Craig O’Neill took VersaPay through a transformational change which involved selling their main revenue-generating asset to create the bandwidth to focus on new directions. Getting board approval for such a dramatic divestiture required focused trust-building.
“When you can build that trust and that healthy tension, it’s kind of magical,” said O’Neill. “You can be very productive as a board if you have it. If you don’t have it, it can be very unproductive and very, very divisive.”
Key tactics included putting a premium on transparency. O’Neill used a “skip level” approach by which he put key board members in direct touch with his direct senior reports including the CFO, keeping a close eye on roles and responsibilities to counter the tendency of board members to meddle in operations if they get too close to management.

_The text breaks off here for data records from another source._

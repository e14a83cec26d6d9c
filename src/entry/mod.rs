/*!
 * Cache Entry Table
 *
 * Fixed-capacity table of cache reservations. Owns id allocation from a
 * single bitmap word and the per-entry group-membership accounting; sizing
 * and socket admission live in the reservation operations that drive it.
 */

mod types;

pub use types::{CacheEntry, ReservationInfo, ReservationKind, RoundPolicy};

use crate::core::bitmap;
use crate::core::errors::ReservationError;
use crate::core::limits::CBM_LEN;
use crate::core::types::{EntryId, EntrySet, GroupId, ReservationResult};

/// Table of live reservations, indexed by entry id
pub struct EntryTable {
    slots: Box<[Option<CacheEntry>]>,
    used: EntrySet,
}

impl EntryTable {
    pub fn new() -> Self {
        Self {
            slots: (0..CBM_LEN).map(|_| None).collect(),
            used: 0,
        }
    }

    /// Number of live entries
    #[inline]
    pub fn live_count(&self) -> u32 {
        self.used.count_ones()
    }

    /// Allocate the first free id and store `entry` under it
    ///
    /// The caller fills every field except `id`, which is overwritten with
    /// the allocated slot.
    pub fn alloc(&mut self, mut entry: CacheEntry) -> ReservationResult<EntryId> {
        let id = bitmap::first_zero(self.used, CBM_LEN).ok_or(ReservationError::OutOfIds)?;
        entry.id = id;
        debug_assert_eq!(entry.member_of, 0);
        self.used |= 1u64 << id;
        self.slots[id as usize] = Some(entry);
        Ok(id)
    }

    pub fn get(&self, id: EntryId) -> ReservationResult<&CacheEntry> {
        self.slots
            .get(id as usize)
            .and_then(|s| s.as_ref())
            .ok_or(ReservationError::InvalidId(id))
    }

    pub fn get_mut(&mut self, id: EntryId) -> ReservationResult<&mut CacheEntry> {
        self.slots
            .get_mut(id as usize)
            .and_then(|s| s.as_mut())
            .ok_or(ReservationError::InvalidId(id))
    }

    /// Release an id
    ///
    /// Only legal once no group references the entry; the caller strips
    /// memberships first.
    pub fn free(&mut self, id: EntryId) -> ReservationResult<CacheEntry> {
        let entry = self
            .slots
            .get_mut(id as usize)
            .and_then(Option::take)
            .ok_or(ReservationError::InvalidId(id))?;
        debug_assert_eq!(entry.member_of, 0, "freeing a referenced entry");
        self.used &= !(1u64 << id);
        Ok(entry)
    }

    /// Iterate live entries in id order
    pub fn iter_live(&self) -> impl Iterator<Item = &CacheEntry> {
        self.slots.iter().filter_map(|s| s.as_ref())
    }

    /// Sum of way counts over the entries in `set`
    pub fn way_total(&self, set: EntrySet) -> u32 {
        let mut bits = set;
        let mut total = 0;
        while bits != 0 {
            let id = bits.trailing_zeros();
            bits &= bits - 1;
            if let Some(entry) = self.slots[id as usize].as_ref() {
                total += entry.way_count;
            }
        }
        total
    }

    /// Record that `group` references every entry in `set`
    pub fn mark_members(&mut self, set: EntrySet, group: GroupId) {
        let mut bits = set;
        while bits != 0 {
            let id = bits.trailing_zeros();
            bits &= bits - 1;
            if let Some(entry) = self.slots[id as usize].as_mut() {
                entry.member_of |= 1u128 << group;
            }
        }
    }

    /// Drop `group`'s reference from every entry in `set`
    pub fn clear_members(&mut self, set: EntrySet, group: GroupId) {
        let mut bits = set;
        while bits != 0 {
            let id = bits.trailing_zeros();
            bits &= bits - 1;
            if let Some(entry) = self.slots[id as usize].as_mut() {
                entry.member_of &= !(1u128 << group);
            }
        }
    }
}

impl Default for EntryTable {
    fn default() -> Self {
        Self::new()
    }
}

“I wanted them to know that what I tell them is straight up the truth. It’s not varnished, it’s not filtered. You’re going to hear the good, the bad and the ugly. If there is any bad and ugly–and there is always bad and ugly–you can trust what I’m telling you,” said O’Neill.
Leslie Luk advised that establishing mutual understanding with the board about the type and frequency of information flow is key to establishing board trust. She suggested that pre-meetings with the Audit Chair could also go a long way to help.
Let Sub-committees Take a Deep Dive
The panel recommended establishing sub-committees for the really big transformational decisions. Sub-committees permit a small number of board members to set aside the time for a focused deep dive in the issues. While the ultimate decisions remain with the board, the fact that some board members are recommending the change from an informed position may encourage a higher trust level by the rest of the board members in terms of embracing transformational risk.
Sub-committees should be established with a specific purpose and with the same rigour that a Board would put into establishing the audit committee. Be purposeful about identifying the special skill-sets required from sub-committee members to get the best governance oversight.
Implementing Implementation
Many strategies die on the shelf. Tone from the top is key to encouraging management to actually operationalize the strategy once it has been approved. Adopting an innovation culture can also help de-risk a project.
“Fail quick and fail small,” advised Leslie Luk. “Try things on a smaller scale. Having the board with that mindset will help incentivize management to actually try things.”
It is critical that management establishes appropriate indicators and consistently reports on them as a standing item on each quarterly board meeting agenda.
“The board has to ask management, ‘what are the signs of success?’,” stated Craig O’Neill. “Lead indicators. Not lagging indicators. What do we watch to see if we are on the road to success, not lagging indicators that will let us know that we have already succeeded in the past. We use a report card on both leading and lagging indicators, but the lead indicators are way more important.”